Problem description: Output only the lines below from the one containing "justify-content: center;" to the one containing "if let Some(window)", exactly as written, both ends kept.

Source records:
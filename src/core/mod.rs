//! Core logic of the result browser.
//!
//! This module provides:
//! - [`BrowserState`] selection and content-loading state machine
//! - [`Controller`] driving it through a [`FileApi`]
//! - [`keyboard`] shortcuts and [`theme`] selection

pub mod api;
mod browser;
mod controller;
pub mod error;
pub mod keyboard;
pub mod theme;

pub use api::{FileApi, HttpFileApi};
pub use browser::{BrowserState, Direction};
pub use controller::{Controller, StateStore};
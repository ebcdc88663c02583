//! Centralized icon definitions.
//!
//! Icon theme is configured in `config.rs` via `ICON_THEME`.
//! This module maps semantic icon names to the selected theme's icons.

use icondata::Icon;

use crate::config::IconTheme;

// =============================================================================
// Theme Imports
// =============================================================================

mod lucide {
    pub use icondata::{
        LuFileText as FileText, LuFolder as Folder, LuInbox as Inbox, LuMaximize as Fullscreen,
        LuMinimize as FullscreenExit, LuMoon as Moon, LuRefreshCw as Refresh, LuSun as Sun,
        LuTriangleAlert as Warning,
    };
}

mod bootstrap {
    pub use icondata::{
        BsArrowClockwise as Refresh, BsExclamationTriangle as Warning,
        BsFileEarmarkText as FileText, BsFolderFill as Folder, BsFullscreen as Fullscreen,
        BsFullscreenExit as FullscreenExit, BsInbox as Inbox, BsMoonFill as Moon,
        BsSunFill as Sun,
    };
}

// =============================================================================
// Icon Constants (selected based on theme)
// =============================================================================

macro_rules! themed_icon {
    ($name:ident, $theme_name:ident) => {
        pub const $name: Icon = match crate::config::ICON_THEME {
            IconTheme::Lucide => lucide::$theme_name,
            IconTheme::Bootstrap => bootstrap::$theme_name,
        };
    };
}

themed_icon!(FOLDER, Folder);
themed_icon!(FILE_TEXT, FileText);
themed_icon!(REFRESH, Refresh);
themed_icon!(FULLSCREEN, Fullscreen);
themed_icon!(FULLSCREEN_EXIT, FullscreenExit);
themed_icon!(SUN, Sun);
themed_icon!(MOON, Moon);
themed_icon!(WARNING, Warning);
themed_icon!(INBOX, Inbox);
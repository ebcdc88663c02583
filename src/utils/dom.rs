//! DOM and Web API utility functions.
//!
//! Provides safe, consistent access to browser APIs with proper error handling.

use web_sys::{Element, Storage, Window};

use crate::config::PREFERS_DARK_QUERY;

/// Get the browser window object.
#[inline]
pub fn window() -> Option<Window> {
    web_sys::window()
}

/// Get localStorage.
#[inline]
pub fn local_storage() -> Option<Storage> {
    window()?.local_storage().ok()?
}

/// Get the `<html>` element.
pub fn document_element() -> Option<Element> {
    window()?.document()?.document_element()
}

/// Set an attribute on the `<html>` element.
pub fn set_root_attribute(name: &str, value: &str) {
    if let Some(root) = document_element() {
        let _ = root.set_attribute(name, value);
    }
}

/// Whether the system color scheme is dark, read synchronously.
pub fn prefers_dark() -> bool {
    window()
        .and_then(|w| w.match_media(PREFERS_DARK_QUERY).ok().flatten())
        .is_some_and(|list| list.matches())
}

/// Local hour of day (0-23).
pub fn local_hour() -> u32 {
    js_sys::Date::new_0().get_hours()
}

// =============================================================================
// Fullscreen
// =============================================================================

/// Whether any element is currently fullscreen.
pub fn is_fullscreen() -> bool {
    window()
        .and_then(|w| w.document())
        .and_then(|d| d.fullscreen_element())
        .is_some()
}

/// Put `element` into browser fullscreen.
///
/// Returns `true` if the request was issued.
pub fn request_fullscreen(element: &Element) -> bool {
    element.request_fullscreen().is_ok()
}

/// Leave browser fullscreen if active.
pub fn exit_fullscreen() {
    if let Some(document) = window().and_then(|w| w.document())
        && document.fullscreen_element().is_some()
    {
        document.exit_fullscreen();
    }
}
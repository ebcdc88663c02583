//! Folder sidebar.

use leptos::prelude::*;
use leptos_icons::Icon;

use super::empty_state::{EmptyState, Loading};
use crate::app::AppContext;
use crate::components::icons as ic;
use crate::config::{APP_NAME, APP_TAGLINE, messages};
use crate::models::{Folder, Loadable};

stylance::import_crate_style!(css, "src/components/browser/browser.module.css");

/// Folder list with per-folder file counts.
#[component]
pub fn Sidebar() -> impl IntoView {
    let ctx = use_context::<AppContext>().expect("AppContext must be provided");

    let folders = Memo::new(move |_| ctx.browser.with(|s| s.folders().clone()));

    view! {
        <nav class=css::sidebar aria-label="Folders">
            <div class=css::brand>
                <span class=css::brandName>{APP_NAME}</span>
                <span class=css::brandTagline>{APP_TAGLINE}</span>
            </div>
            {move || match folders.get() {
                Loadable::Idle | Loadable::Loading => view! { <Loading /> }.into_any(),
                Loadable::Failed => view! {
                    <EmptyState message=messages::LOAD_FAILED error=true />
                }.into_any(),
                Loadable::Ready(list) if list.is_empty() => view! {
                    <EmptyState message=messages::NO_FOLDERS />
                }.into_any(),
                Loadable::Ready(list) => view! {
                    <ul class=css::folderList>
                        {list
                            .into_iter()
                            .map(|folder| view! { <FolderItem folder=folder /> })
                            .collect_view()}
                    </ul>
                }.into_any(),
            }}
        </nav>
    }
}

#[component]
fn FolderItem(folder: Folder) -> impl IntoView {
    let ctx = use_context::<AppContext>().expect("AppContext must be provided");

    let name = folder.name.clone();
    let name_for_active = folder.name.clone();
    let name_for_count = folder.name.clone();

    let is_active = Signal::derive(move || {
        ctx.browser
            .with(|s| s.displayed_folder() == Some(name_for_active.as_str()))
    });

    // Blank until the count pass or a selection fills it in
    let count = Signal::derive(move || {
        ctx.browser
            .with(|s| s.folder_count(&name_for_count))
            .map(|n| n.to_string())
            .unwrap_or_default()
    });

    let item_class = move || {
        if is_active.get() {
            format!("{} {}", css::folderItem, css::active)
        } else {
            css::folderItem.to_string()
        }
    };

    view! {
        <li
            class=item_class
            on:click=move |_| ctx.select_folder(name.clone())
            role="button"
            tabindex="0"
            aria-label=format!("Folder: {}", folder.display_name)
            aria-pressed=move || is_active.get().to_string()
        >
            <span class=css::folderIcon aria-hidden="true"><Icon icon=ic::FOLDER /></span>
            <span class=css::folderName>{folder.display_name.clone()}</span>
            <span class=css::folderCount>{count}</span>
        </li>
    }
}
//! Root application module.
//!
//! Contains the main App component, AppContext definition, and
//! application-level setup logic following Leptos conventions.

use leptos::prelude::*;
use leptos_use::use_media_query;
use wasm_bindgen_futures::spawn_local;

use crate::components::Browser;
use crate::config::PREFERS_DARK_QUERY;
use crate::core::keyboard::KeyAction;
use crate::core::theme::{self, Theme};
use crate::core::{BrowserState, Controller, Direction, HttpFileApi, StateStore};
use crate::utils::log;

/// Controller type used by the app: HTTP API, signal-backed state.
pub type BrowserController = Controller<HttpFileApi, RwSignal<BrowserState>>;

impl StateStore for RwSignal<BrowserState> {
    fn with_state<R>(&self, f: impl FnOnce(&mut BrowserState) -> R) -> Option<R> {
        self.try_update(f)
    }
}

// ============================================================================
// AppContext
// ============================================================================

/// Application-wide reactive context.
///
/// Provided at the root of the component tree and accessed from children
/// with `use_context::<AppContext>()`.
///
/// # Note
///
/// This struct is `Copy` because every field is a Leptos signal or a
/// controller holding one.
#[derive(Clone, Copy)]
pub struct AppContext {
    /// Selection, cache and derived view state.
    pub browser: RwSignal<BrowserState>,
    /// Drives `browser` through the HTTP API.
    pub controller: BrowserController,
    /// Active color theme.
    pub theme: RwSignal<Theme>,
    /// Whether the content viewer is in browser fullscreen.
    pub fullscreen: RwSignal<bool>,
}

impl AppContext {
    pub fn new() -> Self {
        let browser = RwSignal::new(BrowserState::new());
        Self {
            browser,
            controller: Controller::new(HttpFileApi::default(), browser),
            theme: RwSignal::new(Theme::default()),
            fullscreen: RwSignal::new(false),
        }
    }

    /// Load folders and counts, then open the first folder.
    pub fn initialize(&self) {
        let controller = self.controller;
        spawn_local(async move { controller.initialize().await });
    }

    pub fn select_folder(&self, folder: String) {
        let controller = self.controller;
        spawn_local(async move { controller.select_folder(&folder).await });
    }

    pub fn select_file(&self, folder: String, file: String) {
        let controller = self.controller;
        spawn_local(async move { controller.select_file(&folder, &file).await });
    }

    pub fn refresh(&self) {
        let controller = self.controller;
        spawn_local(async move { controller.refresh_current_file().await });
    }

    pub fn navigate(&self, direction: Direction) {
        let controller = self.controller;
        spawn_local(async move { controller.navigate(direction).await });
    }

    pub fn handle_key(&self, action: KeyAction) {
        match action {
            KeyAction::Refresh => self.refresh(),
            KeyAction::Navigate(direction) => self.navigate(direction),
        }
    }

    /// Flip the theme and remember the choice.
    pub fn toggle_theme(&self) {
        let next = self.theme.get_untracked().toggled();
        self.theme.set(next);
        if let Err(e) = theme::save(next) {
            log::warn(&format!("Theme not saved: {}", e));
        }
    }
}

impl Default for AppContext {
    fn default() -> Self {
        Self::new()
    }
}

/// Pick the initial theme and keep `data-theme` in sync.
///
/// System scheme changes are followed only while no choice is saved.
fn setup_theme(ctx: AppContext) {
    ctx.theme.set(theme::initial_theme());

    Effect::new(move |_| theme::apply(ctx.theme.get()));

    // use_media_query starts at `false` and reports the real value later,
    // so only changes relative to the last report are acted on
    let system_dark = use_media_query(PREFERS_DARK_QUERY);
    Effect::new(move |prev: Option<bool>| {
        let dark = system_dark.get();
        if let Some(next) = theme::follow_system(prev, dark, theme::load_saved()) {
            ctx.theme.set(next);
        }
        dark
    });
}

/// Root application component with error boundary.
///
/// This component:
/// - Creates and provides the global AppContext
/// - Resolves the theme and starts the initial folder load
/// - Wraps the app in an ErrorBoundary for graceful error handling
#[component]
pub fn App() -> impl IntoView {
    let ctx = AppContext::new();
    provide_context(ctx);

    setup_theme(ctx);
    ctx.initialize();

    view! {
        <ErrorBoundary
            fallback=|errors| view! {
                <div style="
                    display: flex;
                    flex-direction: column;
                    align-items: center;
                    justify-content: center;
                    height: 100vh;
                    padding: 2rem;
                    font-family: system-ui, sans-serif;
                ">
                    <h1 style="color: #d9534f; margin-bottom: 1rem;">
                        "Something went wrong"
                    </h1>
                    <ul style="margin: 0 0 2rem 0; color: #d9534f;">
                        {move || errors.get()
                            .into_iter()
                            .map(|(_, e)| view! { <li>{e.to_string()}</li> })
                            .collect::<Vec<_>>()
                        }
                    </ul>
                    <button
                        on:click=move |_| {
                            if let Some(window) = web_sys::window() {
                                let _ = window.location().reload();
                            }
                        }
                        style="padding: 0.75rem 2rem; cursor: pointer;"
                    >
                        "Reload Page"
                    </button>
                </div>
            }
        >
            <Browser />
        </ErrorBoundary>
    }
}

Answer to this problem:
                    justify-content: center;
                    height: 100vh;
                    padding: 2rem;
                    font-family: system-ui, sans-serif;
                ">
                    <h1 style="color: #d9534f; margin-bottom: 1rem;">
                        "Something went wrong"
                    </h1>
                    <ul style="margin: 0 0 2rem 0; color: #d9534f;">
                        {move || errors.get()
                            .into_iter()
                            .map(|(_, e)| view! { <li>{e.to_string()}</li> })
                            .collect::<Vec<_>>()
                        }
                    </ul>
                    <button
                        on:click=move |_| {
                            if let Some(window) = web_sys::window() {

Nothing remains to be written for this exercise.